62 ELEPHANT GET RELOCATED INTO THE MASAI MARA


Information was sourced from Nairobi that the recently mentioned relocation of a herd of elephant from the Narok District in Kenya into the Masai Mara Game Reserve has been concluded earlier in the week, after a total of 62 animals, instead of the initially envisaged 50 had been captured and taken into the park.

Increasing wildlife human conflicts have emerged in the recent past in Kenya where a growing population and their demand for food has eaten into the wilderness areas where previously game could roam undisturbed, as new settlements reach ever deeper into such parts of the country and where more farmland is opened up to grow food. These developments have also in many places across Kenya cut off the traditional migration routes of game and while some attempts have been made to keep the most crucial game corridors open, this is becoming more and more difficult to achieve. The best examples are the challenges of keeping the migration going between the Nairobi National Park across the Athi plains to wilderness areas as far as Amboseli or the Chyulu Hills, but also between the Aberdare National Park and Mt. Kenya National Park, which are now in fact being fenced off to keep game inside, hindering the migration habits imprinted on the animals mind. Further north the age old corridors between Marsabit, across the Matthews range into the Laikipia plains, where the trails would have joined the Aberdare / Mt. Kenya game highway too are now becoming built up, causing increasing concerns over the future of game management to confine the herds or to let them roam as in olden days.

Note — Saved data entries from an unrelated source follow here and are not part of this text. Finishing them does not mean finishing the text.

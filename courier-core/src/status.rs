//! Message status state machine.
//!
//! Every user message the gateway acts on gets a persisted status row that
//! drives the visible reaction in the chat. Transitions only move forward:
//!
//! ```text
//! received → thinking → working → done
//!                               ↘ failed
//! ```
//!
//! Terminal states absorb; there are no backwards transitions, so replayed
//! or duplicated updates after a crash are harmless.

use serde::{Deserialize, Serialize};

#[derive(Debug, Clone, Copy, PartialEq, Eq, Serialize, Deserialize)]
#[serde(rename_all = "snake_case")]
pub enum MessageStatus {
    Received,
    Thinking,
    Working,
    Done,
    Failed,
}

impl MessageStatus {
    pub fn as_str(self) -> &'static str {
        match self {
            MessageStatus::Received => "received",
            MessageStatus::Thinking => "thinking",
            MessageStatus::Working => "working",
            MessageStatus::Done => "done",
            MessageStatus::Failed => "failed",
        }
    }

    pub fn parse(s: &str) -> Option<Self> {
        match s {
            "received" => Some(MessageStatus::Received),
            "thinking" => Some(MessageStatus::Thinking),
            "working" => Some(MessageStatus::Working),
            "done" => Some(MessageStatus::Done),
            "failed" => Some(MessageStatus::Failed),
            _ => None,
        }
    }

    pub fn is_terminal(self) -> bool {
        matches!(self, MessageStatus::Done | MessageStatus::Failed)
    }

    fn rank(self) -> u8 {
        match self {
            MessageStatus::Received => 0,
            MessageStatus::Thinking => 1,
            MessageStatus::Working => 2,
            MessageStatus::Done => 3,
            MessageStatus::Failed => 3,
        }
    }
}

/// Whether a transition `from → to` is allowed by the DAG.
pub fn can_advance(from: MessageStatus, to: MessageStatus) -> bool {
    !from.is_terminal() && to.rank() > from.rank()
}

/// The visible reaction emoji for a status. Pure; the tracker owns the
/// side effects.
pub fn status_emoji(status: MessageStatus) -> &'static str {
    match status {
        MessageStatus::Received => "\u{1F440}",  // 👀
        MessageStatus::Thinking => "\u{1F4AD}",  // 💭
        MessageStatus::Working => "\u{2699}\u{FE0F}", // ⚙️
        MessageStatus::Done => "\u{2705}",       // ✅
        MessageStatus::Failed => "\u{26A0}\u{FE0F}", // ⚠️
    }
}

/// A persisted status row.
#[derive(Debug, Clone, Serialize, Deserialize)]
pub struct StatusRecord {
    pub message_id: String,
    pub chat_jid: String,
    pub is_main: bool,
    pub state: MessageStatus,
    pub updated_at: String,
}

#[cfg(test)]
mod tests {
    use super::*;

    #[test]
    fn forward_transitions_allowed() {
        assert!(can_advance(MessageStatus::Received, MessageStatus::Thinking));
        assert!(can_advance(MessageStatus::Thinking, MessageStatus::Working));
        assert!(can_advance(MessageStatus::Working, MessageStatus::Done));
        assert!(can_advance(MessageStatus::Working, MessageStatus::Failed));
        // Skipping ahead is fine (e.g. received → failed on a dead container)
        assert!(can_advance(MessageStatus::Received, MessageStatus::Failed));
    }

    #[test]
    fn backwards_and_terminal_transitions_rejected() {
        assert!(!can_advance(MessageStatus::Working, MessageStatus::Thinking));
        assert!(!can_advance(MessageStatus::Done, MessageStatus::Failed));
        assert!(!can_advance(MessageStatus::Failed, MessageStatus::Done));
        assert!(!can_advance(MessageStatus::Thinking, MessageStatus::Thinking));
    }

    #[test]
    fn emoji_is_total() {
        for s in [
            MessageStatus::Received,
            MessageStatus::Thinking,
            MessageStatus::Working,
            MessageStatus::Done,
            MessageStatus::Failed,
        ] {
            assert!(!status_emoji(s).is_empty());
        }
    }

    #[test]
    fn parse_roundtrip() {
        for s in ["received", "thinking", "working", "done", "failed"] {
            assert_eq!(MessageStatus::parse(s).unwrap().as_str(), s);
        }
        assert!(MessageStatus::parse("queued").is_none());
    }
}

KWS had targeted some 200 elephant to be captured and relocated to the Mara and with the first batch now settling in some monitoring will be going on to see how the animals settle down and how their movements are, aided by radio collars through which they can be tracked.

It is understood that the affected communities have expressed relief over the departure of the elephant, many of which regularly raided small farms and posed a daily danger to the people who moved into these areas.